++++ INFORMATION SUPPLIED

use serde::Deserialize;

#[derive(Debug, Clone, PartialEq, Eq)]
pub struct Song {
    pub id: String,
    pub title: String,
    /// Display order, never empty.
    pub performers: Vec<String>,
    pub genres: Vec<String>,
    pub labels: Vec<String>,
}

impl Song {
    pub fn new(
        id: impl Into<String>,
        title: impl Into<String>,
        performers: Vec<String>,
        genres: Vec<String>,
        labels: Vec<String>,
    ) -> Option<Self> {
        let title = title.into();
        let performers = unique_values(performers);
        if title.trim().is_empty() || performers.is_empty() {
            return None;
        }
        Some(Self {
            id: id.into(),
            title,
            performers,
            genres: unique_values(genres),
            labels: unique_values(labels),
        })
    }

    /// Performers joined in display order; also the `Performer` sort key.
    pub fn joined_performers(&self) -> String {
        self.performers.join(", ")
    }

    pub fn has_genre(&self, genre: &str) -> bool {
        self.genres.iter().any(|g| g == genre)
    }

    pub fn has_performer(&self, performer: &str) -> bool {
        self.performers.iter().any(|p| p == performer)
    }

    pub fn has_label(&self, label: &str) -> bool {
        self.labels.iter().any(|l| l == label)
    }
}

/// Trims each value, drops blanks and keeps the first of any duplicates.
fn unique_values(values: Vec<String>) -> Vec<String> {
    let mut out: Vec<String> = Vec::with_capacity(values.len());
    for value in values {
        let value = value.trim();
        if value.is_empty() || out.iter().any(|v| v == value) {
            continue;
        }
        out.push(value.to_string());
    }
    out
}

/// A field the catalog encodes either as one string or as a list.
#[derive(Debug, Deserialize)]
#[serde(untagged)]
enum OneOrMany {
    One(String),
    Many(Vec<String>),
}

impl OneOrMany {
    fn into_vec(self) -> Vec<String> {
        match self {
            OneOrMany::One(s) => vec![s],
            OneOrMany::Many(v) => v,
        }
    }
}

#[derive(Debug, Deserialize)]
#[serde(untagged)]
enum RawId {
    Text(String),
    Number(i64),
}

/// One record as it appears in `song.json`.
#[derive(Debug, Deserialize)]
pub(crate) struct RawSong {
    id: RawId,
    #[serde(default)]
    title: Option<String>,
    #[serde(default, alias = "artist", alias = "artists")]
    performers: Option<OneOrMany>,
    #[serde(default, alias = "type")]
    genres: Option<OneOrMany>,
    #[serde(default, alias = "tag", alias = "tags")]
    labels: Option<OneOrMany>,
}

impl RawSong {
    pub(crate) fn id(&self) -> String {
        match &self.id {
            RawId::Text(s) => s.clone(),
            RawId::Number(n) => n.to_string(),
        }
    }

    /// `None` when the title or performers are missing, null or blank.
    pub(crate) fn into_song(self) -> Option<Song> {
        let id = self.id();
        Song::new(
            id,
            self.title?,
            self.performers?.into_vec(),
            self.genres.map(OneOrMany::into_vec).unwrap_or_default(),
            self.labels.map(OneOrMany::into_vec).unwrap_or_default(),
        )
    }
}
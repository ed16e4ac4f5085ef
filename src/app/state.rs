use crate::facet::visibility::clamp_visible_count;
use crate::facet::Facet;
use crate::query::{SongFilter, SortKey};

pub const DEFAULT_PERFORMER_VISIBLE_COUNT: usize = 15;

/// Everything the user has chosen: search text, at most one value per
/// facet, sort key and the size of the performer chip window.
#[derive(Debug, Clone, PartialEq, Eq)]
pub struct SelectionState {
    query: String,
    genre: Option<String>,
    performer: Option<String>,
    tag: Option<String>,
    sort_key: SortKey,
    performer_visible_count: usize,
}

impl Default for SelectionState {
    fn default() -> Self {
        Self {
            query: String::new(),
            genre: None,
            performer: None,
            tag: None,
            sort_key: SortKey::Title,
            performer_visible_count: DEFAULT_PERFORMER_VISIBLE_COUNT,
        }
    }
}

impl SelectionState {
    pub fn with_visible_count(n: usize) -> Self {
        Self {
            performer_visible_count: clamp_visible_count(n),
            ..Self::default()
        }
    }

    pub fn query(&self) -> &str {
        &self.query
    }

    pub fn set_query(&mut self, query: impl Into<String>) {
        self.query = query.into();
    }

    pub fn selected(&self, facet: Facet) -> Option<&str> {
        self.slot(facet).as_deref()
    }

    /// Selects `value`, or clears the facet if `value` is already selected.
    pub fn toggle(&mut self, facet: Facet, value: &str) {
        let slot = self.slot_mut(facet);
        if slot.as_deref() == Some(value) {
            *slot = None;
        } else {
            *slot = Some(value.to_string());
        }
    }

    pub fn toggle_genre(&mut self, value: &str) {
        self.toggle(Facet::Genre, value);
    }

    pub fn toggle_performer(&mut self, value: &str) {
        self.toggle(Facet::Performer, value);
    }

    pub fn toggle_tag(&mut self, value: &str) {
        self.toggle(Facet::Tag, value);
    }

    pub fn clear(&mut self, facet: Facet) {
        *self.slot_mut(facet) = None;
    }

    pub fn sort_key(&self) -> SortKey {
        self.sort_key
    }

    pub fn set_sort_key(&mut self, key: SortKey) {
        self.sort_key = key;
    }

    pub fn performer_visible_count(&self) -> usize {
        self.performer_visible_count
    }

    /// Out-of-range counts are clamped, never rejected.
    pub fn set_performer_visible_count(&mut self, n: usize) {
        self.performer_visible_count = clamp_visible_count(n);
    }

    pub fn filter(&self) -> SongFilter<'_> {
        SongFilter::new(
            &self.query,
            self.genre.as_deref(),
            self.performer.as_deref(),
            self.tag.as_deref(),
        )
    }

    fn slot(&self, facet: Facet) -> &Option<String> {
        match facet {
            Facet::Genre => &self.genre,
            Facet::Performer => &self.performer,
            Facet::Tag => &self.tag,
        }
    }

    fn slot_mut(&mut self, facet: Facet) -> &mut Option<String> {
        match facet {
            Facet::Genre => &mut self.genre,
            Facet::Performer => &mut self.performer,
            Facet::Tag => &mut self.tag,
        }
    }
}

#[derive(Debug, Clone, Copy, PartialEq, Eq)]
pub enum LoadState {
    Loading,
    Ready,
}

#[derive(Debug, Clone, Copy, PartialEq, Eq)]
pub enum FocusedPane {
    Genre,
    Performer,
    Tag,
    Results,
}

impl FocusedPane {
    pub fn next(self) -> Self {
        match self {
            FocusedPane::Genre => FocusedPane::Performer,
            FocusedPane::Performer => FocusedPane::Tag,
            FocusedPane::Tag => FocusedPane::Results,
            FocusedPane::Results => FocusedPane::Genre,
        }
    }

    pub fn prev(self) -> Self {
        match self {
            FocusedPane::Genre => FocusedPane::Results,
            FocusedPane::Performer => FocusedPane::Genre,
            FocusedPane::Tag => FocusedPane::Performer,
            FocusedPane::Results => FocusedPane::Tag,
        }
    }

    pub fn facet(self) -> Option<Facet> {
        match self {
            FocusedPane::Genre => Some(Facet::Genre),
            FocusedPane::Performer => Some(Facet::Performer),
            FocusedPane::Tag => Some(Facet::Tag),
            FocusedPane::Results => None,
        }
    }
}

#[cfg(test)]
mod tests {
    use super::*;

    #[test]
    fn defaults() {
        let s = SelectionState::default();
        assert_eq!(s.query(), "");
        for facet in Facet::ALL {
            assert_eq!(s.selected(facet), None);
        }
        assert_eq!(s.sort_key(), SortKey::Title);
        assert_eq!(s.performer_visible_count(), DEFAULT_PERFORMER_VISIBLE_COUNT);
    }

    #[test]
    fn toggle_twice_restores_prior_state() {
        // from an empty facet
        let mut s = SelectionState::default();
        s.toggle_tag("homework");
        let before = s.clone();
        for facet in [Facet::Genre, Facet::Performer] {
            s.toggle(facet, "POP");
            s.toggle(facet, "POP");
            assert_eq!(s, before);
        }

        // from a facet already holding the value
        let mut s = SelectionState::default();
        s.toggle_genre("POP");
        let before = s.clone();
        s.toggle_genre("POP");
        assert_eq!(s.selected(Facet::Genre), None);
        s.toggle_genre("POP");
        assert_eq!(s, before);
    }

    #[test]
    fn toggling_another_value_replaces_selection() {
        let mut s = SelectionState::default();
        s.toggle_tag("homework");
        s.toggle_tag("competition");
        assert_eq!(s.selected(Facet::Tag), Some("competition"));
        s.toggle_tag("competition");
        assert_eq!(s.selected(Facet::Tag), None);

        s.toggle_genre("POP");
        s.toggle_genre("KPOP");
        assert_eq!(s.selected(Facet::Genre), Some("KPOP"));
        s.clear(Facet::Genre);
        assert_eq!(s.selected(Facet::Genre), None);
    }

    #[test]
    fn selections_are_independent_per_facet() {
        let mut s = SelectionState::default();
        s.toggle_genre("POP");
        s.toggle_performer("Lee");
        s.toggle_tag("homework");
        assert_eq!(s.selected(Facet::Genre), Some("POP"));
        assert_eq!(s.selected(Facet::Performer), Some("Lee"));
        assert_eq!(s.selected(Facet::Tag), Some("homework"));
    }

    #[test]
    fn visible_count_is_clamped() {
        let mut s = SelectionState::with_visible_count(0);
        assert_eq!(s.performer_visible_count(), 1);
        s.set_performer_visible_count(99);
        assert_eq!(s.performer_visible_count(), 50);
    }

    #[test]
    fn focus_cycles_both_ways() {
        let mut f = FocusedPane::Genre;
        for _ in 0..4 {
            f = f.next();
        }
        assert_eq!(f, FocusedPane::Genre);
        assert_eq!(f.prev().next(), f);
        assert_eq!(FocusedPane::Results.facet(), None);
    }
}
use anyhow::Result;
use serde::{Deserialize, Deserializer, Serialize};
use std::path::{Path, PathBuf};

use crate::resolver::DEFAULT_BASE_PORT;

/// Agent-wide settings shared by every network on this host.
#[derive(Clone, Debug, Serialize, Deserialize)]
pub struct AgentConfig {
    #[serde(
        default,
        deserialize_with = "deserialize_control_urls",
        alias = "control_url"
    )]
    pub control_urls: Vec<String>,
    #[serde(default)]
    pub access_key: Option<String>,
    #[serde(default)]
    pub data_dir: Option<PathBuf>,
    #[serde(default = "default_public_ip_services")]
    pub public_ip_services: Vec<String>,
    #[serde(default = "default_base_port")]
    pub base_port: u16,
    #[serde(default = "default_sync_interval")]
    pub sync_interval_seconds: u64,
    #[serde(default)]
    pub backend: BackendPreference,
    #[serde(default = "default_true")]
    pub daemon: bool,
}

impl Default for AgentConfig {
    fn default() -> Self {
        Self {
            control_urls: Vec::new(),
            access_key: None,
            data_dir: None,
            public_ip_services: default_public_ip_services(),
            base_port: default_base_port(),
            sync_interval_seconds: default_sync_interval(),
            backend: BackendPreference::default(),
            daemon: true,
        }
    }
}

#[derive(Clone, Copy, Debug, Default, PartialEq, Eq, Serialize, Deserialize)]
#[serde(rename_all = "snake_case")]
pub enum BackendPreference {
    #[default]
    Auto,
    Kernel,
    Userspace,
}

/// How to reach the control plane for one network.
#[derive(Clone, Debug, Default, PartialEq, Eq, Serialize, Deserialize)]
pub struct ServerConfig {
    #[serde(
        default,
        deserialize_with = "deserialize_control_urls",
        alias = "control_url"
    )]
    pub control_urls: Vec<String>,
    #[serde(default)]
    pub access_key: Option<String>,
}

fn deserialize_control_urls<'de, D>(deserializer: D) -> Result<Vec<String>, D::Error>
where
    D: Deserializer<'de>,
{
    #[derive(Deserialize)]
    #[serde(untagged)]
    enum ControlUrls {
        One(String),
        Many(Vec<String>),
    }

    let raw = Option::<ControlUrls>::deserialize(deserializer)?;
    let mut urls = match raw {
        Some(ControlUrls::One(url)) => vec![url],
        Some(ControlUrls::Many(urls)) => urls,
        None => Vec::new(),
    };
    urls.retain(|url| !url.trim().is_empty());
    Ok(urls)
}

fn default_public_ip_services() -> Vec<String> {
    vec![
        "https://ifconfig.me".to_string(),
        "https://api.ipify.org".to_string(),
        "https://ipinfo.io/ip".to_string(),
    ]
}

fn default_base_port() -> u16 {
    DEFAULT_BASE_PORT
}

fn default_sync_interval() -> u64 {
    30
}

fn default_true() -> bool {
    true
}

pub fn default_config_path() -> Option<PathBuf> {
    dirs::config_dir().map(|dir| dir.join("meshnode").join("config.json"))
}

pub fn default_data_dir() -> Option<PathBuf> {
    dirs::data_dir().map(|dir| dir.join("meshnode"))
}

impl AgentConfig {
    pub fn data_dir(&self) -> Option<PathBuf> {
        self.data_dir.clone().or_else(default_data_dir)
    }
}

pub fn load_config(path: &Path) -> Result<AgentConfig> {
    match std::fs::read_to_string(path) {
        Ok(contents) => Ok(serde_json::from_str(&contents)?),
        Err(_) => Ok(AgentConfig::default()),
    }
}

pub fn save_config(path: &Path, config: &AgentConfig) -> Result<()> {
    if let Some(parent) = path.parent() {
        if !parent.as_os_str().is_empty() {
            std::fs::create_dir_all(parent)?;
        }
    }
    let json = serde_json::to_string_pretty(config)?;
    std::fs::write(path, json)?;
    Ok(())
}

++++++++

▶ [TASK REQUIREMENTS] In the records above, find the line containing "fn default_public_ip_services() ->"; please retype it and every line after it through the last line, exactly and with nothing else.

▶ [OUTPUT FOR THIS EXERCISE]
fn default_public_ip_services() -> Vec<String> {
    vec![
        "https://ifconfig.me".to_string(),
        "https://api.ipify.org".to_string(),
        "https://ipinfo.io/ip".to_string(),
    ]
}

fn default_base_port() -> u16 {
    DEFAULT_BASE_PORT
}

fn default_sync_interval() -> u64 {
    30
}

fn default_true() -> bool {
    true
}

pub fn default_config_path() -> Option<PathBuf> {
    dirs::config_dir().map(|dir| dir.join("meshnode").join("config.json"))
}

pub fn default_data_dir() -> Option<PathBuf> {
    dirs::data_dir().map(|dir| dir.join("meshnode"))
}

impl AgentConfig {
    pub fn data_dir(&self) -> Option<PathBuf> {
        self.data_dir.clone().or_else(default_data_dir)
    }
}

pub fn load_config(path: &Path) -> Result<AgentConfig> {
    match std::fs::read_to_string(path) {
        Ok(contents) => Ok(serde_json::from_str(&contents)?),
        Err(_) => Ok(AgentConfig::default()),
    }
}

pub fn save_config(path: &Path, config: &AgentConfig) -> Result<()> {
    if let Some(parent) = path.parent() {
        if !parent.as_os_str().is_empty() {
            std::fs::create_dir_all(parent)?;
        }
    }
    let json = serde_json::to_string_pretty(config)?;
    std::fs::write(path, json)?;
    Ok(())
}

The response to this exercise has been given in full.